Tin Foil Hats

The Priest says “Mickey – you cannot divorce Minnie because she’s crazy;” and Mickey says “I didn’t say that she was crazy, I said that she’s F@#$ing Goofy!”

Archive for the ‘Idiots’ Category

Yes – I have already seen Cloverfield

Posted by tinfoilhats on January 19, 2008

Yep.  The viral advertising worked on me.  I saw Cloverfield on opening weekend.

That says a lot right there.  I hate going to the movie theatre.  I hate how crowded it is, and how rude the talkers are, and I hate how freaking overpriced it is.  When I go to the theatre, it is because I want to see something on the big screen, and dammit – I wanted to see this on the big screen.

No spoilers from me.  I really, really enjoyed this flick; quite a bit more than I had expected to.  The monster was utterly amazing, and they showed just enough to get the point across and to leave you wanting more.  The monster was as much of a character in this story as was New York City itself.  They both played their roles brilliantly.

As for the human actors, not bad all around.  I actually felt sympathetic to all, and I even liked a lot of them (and not just because Marlena was hot…oy vey!)  The script had a lot of nice lines, most delivered by the guy who showed up on camera the least, and the bottom line was simple: this was a flick about people and their very human reactions to something as completely otherworldly as a big nasty from the deep attacking a heavily populated city.

Incredible special effects; nifty product placement; clever camera work…three thumbs up from me!

But enough about the film…since this was a film about people, let’s discuss people.  Namely, the people who thought it was a good idea to bring young children to a flick like this.  From the first attack through the end of the movie there were young kids who kept going up and down the stairs to duck out in the hallway, obviously freaked out by the movie.  Hell, I was freaked out by the movie on more than one occassion!  There were several “HOLY SH*T!” moments throughout this and it was clearly not made for young children in mind.  I know that it says “PG-13,” but that does not mean “my 5-year old kid will love this!”  There were at least two little kids crying in the hallway where their parents had taken them…so that they could still watch the movie.  Let me tell you – half of the freak-out factor comes from the sounds in this movie.  A 5-year old closing his or her eyes isn’t going to stop the deafening roar which will likely be with them for many dreams to come.

Another fun group of people I saw were the “cell-phone photojournalists,” who had their phones out throughout the movie, trying to snap an image of the monster at various points so that they could go put them on the net, I’m assuming.  In a dark theatre a fully-lit screen from a RAZR can be phenomenally annoying…and there were several of them.  Movie stills will hit the net soon enough, so was it really worth being so damned inconsiderate of others for these clowns to get their “Jimmy Olsen” on?  Not quite, says this reporter…

Finally, there are the in-house Movie-Reviewers.  These people feel the need to loudly exclaim brilliant commentary such as “There’s the Monster!” at precisely the moment that the Monster appears on screen.  Magnificent!  And their interaction with one another: “DID YOU SEE THAT?”  A fascinating question that was well-timed to occur just after some event, seen by the entire theatre, occurred on screen.  Brilliant!

 Yeah, I know that I sound like a grumpy gus, but like I said, I hate going to the theatre.  Plus, it’s not like any of these people actually ruined this for me.  I loved the flick!  I just can’t help but notice people around me when I’m in a crowd.  Much like Randal, tho I may not like people I am fascinated by gatherings.  It’s kind of like a cool, interactive zoo in which I am the spectator as well as one of the animals, undoubtedly being observed by others as keenly as I observe them.

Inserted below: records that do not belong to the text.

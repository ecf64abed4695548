use serde::Serialize;

use crate::stage::Stage;

/// Advisory progress notification. Delivery is best effort.
#[derive(Debug, Clone, PartialEq, Eq, Serialize)]
#[serde(rename_all = "camelCase")]
pub struct ProgressEvent {
    pub stage: Stage,
    /// 0..=100, never decreasing within one stage run.
    pub percentage: u8,
    pub message: String,
    pub items_processed: usize,
    pub total_items: usize,
}

pub type ProgressTx = tokio::sync::mpsc::UnboundedSender<ProgressEvent>;

pub(crate) struct ProgressReporter {
    tx: Option<ProgressTx>,
    stage: Stage,
    total: usize,
    last: u8,
}

impl ProgressReporter {
    pub(crate) fn new(tx: Option<&ProgressTx>, stage: Stage, total: usize) -> Self {
        Self {
            tx: tx.cloned(),
            stage,
            total,
            last: 0,
        }
    }

    pub(crate) fn report(&mut self, processed: usize, message: impl Into<String>) {
        let percentage = percentage(processed, self.total).max(self.last);
        self.last = percentage;
        if let Some(ref tx) = self.tx {
            let _ = tx.send(ProgressEvent {
                stage: self.stage,
                percentage,
                message: message.into(),
                items_processed: processed.min(self.total),
                total_items: self.total,
            });
        }
    }

    pub(crate) fn finish(&mut self, message: impl Into<String>) {
        self.last = 100;
        if let Some(ref tx) = self.tx {
            let _ = tx.send(ProgressEvent {
                stage: self.stage,
                percentage: 100,
                message: message.into(),
                items_processed: self.total,
                total_items: self.total,
            });
        }
    }
}

fn percentage(processed: usize, total: usize) -> u8 {
    if total == 0 {
        return 0;
    }
    let pct = processed.min(total).saturating_mul(100) / total;
    u8::try_from(pct).unwrap_or(100)
}

#[cfg(test)]
mod tests {
    use super::*;

    #[test]
    fn percentages_are_monotonic_and_capped() {
        let (tx, mut rx) = tokio::sync::mpsc::unbounded_channel();
        let mut reporter = ProgressReporter::new(Some(&tx), Stage::Enrichment, 4);
        reporter.report(0, "start");
        reporter.report(3, "three");
        reporter.report(1, "late");
        reporter.report(10, "overshoot");
        reporter.finish("done");

        let mut seen = Vec::new();
        while let Ok(event) = rx.try_recv() {
            seen.push((event.percentage, event.items_processed));
        }
        assert_eq!(seen, [(0, 0), (75, 3), (75, 1), (100, 4), (100, 4)]);
    }

    #[test]
    fn empty_stage_starts_at_zero() {
        assert_eq!(percentage(0, 0), 0);
        assert_eq!(percentage(5, 0), 0);
        assert_eq!(percentage(1, 3), 33);
    }

    #[test]
    fn closed_receiver_is_ignored() {
        let (tx, rx) = tokio::sync::mpsc::unbounded_channel();
        drop(rx);
        let mut reporter = ProgressReporter::new(Some(&tx), Stage::Parsing, 1);
        reporter.report(1, "no listener");
        reporter.finish("still fine");
    }
}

Yes….I forgot to wear pants again.  I already heard it from the cops, so I don’t need to hear about it from any of you.

Before I sign off, I need to comment on the previews: Hellboy, Iron Man and the new Will Ferrell basketball movie look good; the Ruins looks bad; Step Off 2 looks…..I’m sorry – was that preview a joke?  That’s not a real movie, is it?

Oh, and then there’s that other J.J. Abrahms project coming out next December…that gave me chills!

 In closing – go see Cloverfield…just do not take your 5 year-old kid; don’t take cell phone pics; and don’t provide audible commentary.  Now – Bring on the Sequel!!!

Posted in Idiots, Movies | Leave a Comment »

Dear Walgreens,

Posted by tinfoilhats on January 7, 2008

Dear Walgreens,

Hi!  It’s me, James.  You know – the tin foil hats guy.  Yeah, well, I really do enjoy the convenience of your stores, and I shop there often; however, I think that there are a few things that you do not know about me which you should.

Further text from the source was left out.